The year started with a session on the recent acquisitions of members, which showed the width and depth, as well as buying power, of the society. At the next meeting, I displayed my long-postponed postal history of the Nigerian city of Port Harcourt, starting off with controversial naming of the fresh site using a soon-to-be-discredited British Colonial Secretary, Lewis Harcourt, who lived and is buried just south of Oxford! Knowledgeable on the country, a great many of the wider contexts were discussed: from the rapidly increasing population to the landing strip for the American space shuttle. At the end of January, members displayed single frames on the environment and climate change, a philatelic topic stretching back many years and illustrated by the air pollution, acid rain, depleted ozone layer, greenhouse gases, and soil and water conservation topics of the late twentieth century.

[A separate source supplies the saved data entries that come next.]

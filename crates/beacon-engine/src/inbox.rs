//! The engine's incoming-partial queue (§5, "Shared resources"): a
//! bounded, drop-oldest buffer the transport layer feeds and the round
//! driver drains. Built directly on `parking_lot`/`tokio::sync::Notify`
//! rather than `tokio::sync::mpsc`, since `mpsc`'s only overflow policy
//! is backpressure, not eviction.
use std::collections::VecDeque;
use std::sync::atomic::{AtomicU64, Ordering};

use beacon_crypto::bls::Partial;
use parking_lot::Mutex;
use tokio::sync::Notify;

pub struct IncomingPartial {
    pub round: u64,
    pub previous_signature: Vec<u8>,
    pub partial: Partial,
}

pub struct PartialInbox {
    capacity: usize,
    queue: Mutex<VecDeque<IncomingPartial>>,
    notify: Notify,
    dropped: AtomicU64,
}

impl PartialInbox {
    pub fn new(capacity: usize) -> Self {
        Self {
            capacity,
            queue: Mutex::new(VecDeque::with_capacity(capacity)),
            notify: Notify::new(),
            dropped: AtomicU64::new(0),
        }
    }

    pub fn push(&self, item: IncomingPartial) {
        let mut queue = self.queue.lock();
        if queue.len() >= self.capacity {
            queue.pop_front();
            let total = self.dropped.fetch_add(1, Ordering::Relaxed) + 1;
            tracing::warn!(total_dropped = total, "partial inbox full, dropped oldest entry");
        }
        queue.push_back(item);
        drop(queue);
        self.notify.notify_one();
    }

    pub async fn recv(&self) -> IncomingPartial {
        loop {
            if let Some(item) = self.queue.lock().pop_front() {
                return item;
            }
            self.notify.notified().await;
        }
    }

    pub fn dropped_count(&self) -> u64 {
        self.dropped.load(Ordering::Relaxed)
    }
}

In February, the annual Philatelic Quiz saw teams tackle rounds on such diverse and tricky subjects as postcodes of the world and trying to list all the 50+ countries and territories beginning with “M”. At the same time, member’s competition entries were judged by Malcolm Gascoyne, and a future meeting will display and discuss the entries in detail.
A fascinating evening on ‘The 1920s’ drew displays on the Malaya-Borneo Exhibition, British Levant, German inflation, Jersey, Scandinavia, New Zealand, and Nigeria. It can be reported that the society’s auction of nearly 300 lots drew a large and friendly competitive audience, ably auctioned by Dave Armit, with extra funds raised for the society.
Dr Simon Heap
OXFORD PS SUMMARY FOR ABPS NEWS, Oct 2021-Jan 2022 (Sorry, Your website manager forgot to add this in the correct sequence!)
Oxford Philatelic Society
Our first main evening session saw Gerald Marriner of Solihull PS provide a strong display with the stamps and postal history of the Belgian Congo, with some rare and beautifully designed items from that troubled part of Central Africa.

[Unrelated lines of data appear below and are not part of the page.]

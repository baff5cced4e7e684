use byteorder::{BigEndian, ByteOrder};
use serde::{Deserialize, Serialize};

use crate::error::Error;

/// A persisted randomness beacon: `round` plus the two signatures that
/// tie it into the chain (see `beacon_crypto::scheme` for how
/// `signature` is produced from `previous_signature` and `round`).
#[derive(Clone, Debug, PartialEq, Eq, Serialize, Deserialize)]
pub struct Beacon {
    pub round: u64,
    pub previous_signature: Vec<u8>,
    pub signature: Vec<u8>,
}

impl Beacon {
    /// `SHA-256(signature)`, the client-visible randomness value.
    pub fn randomness(&self) -> [u8; 32] {
        beacon_crypto::randomness(&self.signature)
    }
}

/// The on-disk key for a round: 8-byte big-endian, so that a
/// lexicographic range scan over keys is also a numeric range scan
/// over rounds. Mirrors `node/db`'s convention of hashing or
/// byte-ordering keys so backend-native range iteration stays useful.
pub fn encode_key(round: u64) -> [u8; 8] {
    let mut buf = [0u8; 8];
    BigEndian::write_u64(&mut buf, round);
    buf
}

pub fn decode_key(bytes: &[u8]) -> Option<u64> {
    if bytes.len() != 8 {
        return None;
    }
    Some(BigEndian::read_u64(bytes))
}

/// The canonical stable encoding for a beacon value. CBOR (via
/// `cbor4ii`, already this workspace's marshal format for
/// struct-shaped records) rather than a hand-rolled layout, so adding a
/// field later does not require a migration.
pub fn encode_value(beacon: &Beacon) -> Result<Vec<u8>, Error> {
    cbor4ii::serde::to_vec(Vec::new(), beacon).map_err(|e| Error::Encoding(e.to_string()))
}

pub fn decode_value(bytes: &[u8]) -> Result<Beacon, Error> {
    cbor4ii::serde::from_slice(bytes).map_err(|e| Error::Encoding(e.to_string()))
}

#[cfg(test)]
mod tests {
    use super::*;

    #[test]
    fn key_round_trips() {
        for round in [0u64, 1, 42, u64::MAX] {
            assert_eq!(decode_key(&encode_key(round)), Some(round));
        }
    }

    #[quickcheck_macros::quickcheck]
    fn value_round_trips(round: u64, prev: Vec<u8>, sig: Vec<u8>) -> bool {
        let beacon = Beacon {
            round,
            previous_signature: prev,
            signature: sig,
        };
        let encoded = encode_value(&beacon).unwrap();
        decode_value(&encoded).unwrap() == beacon
    }
}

Three well-attended meetings in November covered a great deal of philatelic ground. First, the letter “C” provoked displays on Christmas, Spanish and German censored mail, Crimea, Norwegian charity stamps, coils, chess, Canada, cartoon characters and Cinderella stamps. Second, with time spent with the United Nations in Geneva to aid his collecting, Bill Jackson showed Switzerland, and shared the meeting with Julian Bagwell who teased the audience in his worldwide hunt for the first Christmas stamps. The meeting was completed with more “C”s covering cricket such as WG Grace and Arthur Conan Doyle (whose only first-class wicket was the aforementioned Good Doctor), as well as short displays on mail coaches, and cattle. Third, with many years of collecting and auctioneering to call upon, Dave Armit completed the month with a wide-ranging and engaging display on the stamps of the Balkans.
In December, Tim Harrison of High Wycombe and District PS beautifully laid the interplay of Estonian, German and Russian elements in the postal history of Estonia in the first half of the evening. In the second half, members were grateful for the tremendous material and clear explanation of how each territory issued its own stamps and then came under the umbrella of the Union of South Africa in 1910.
At the start of 2022 many members took the opportunity to show off their Recent Acquisitions, and we hope we can continue to meet in person, safely and enjoyably.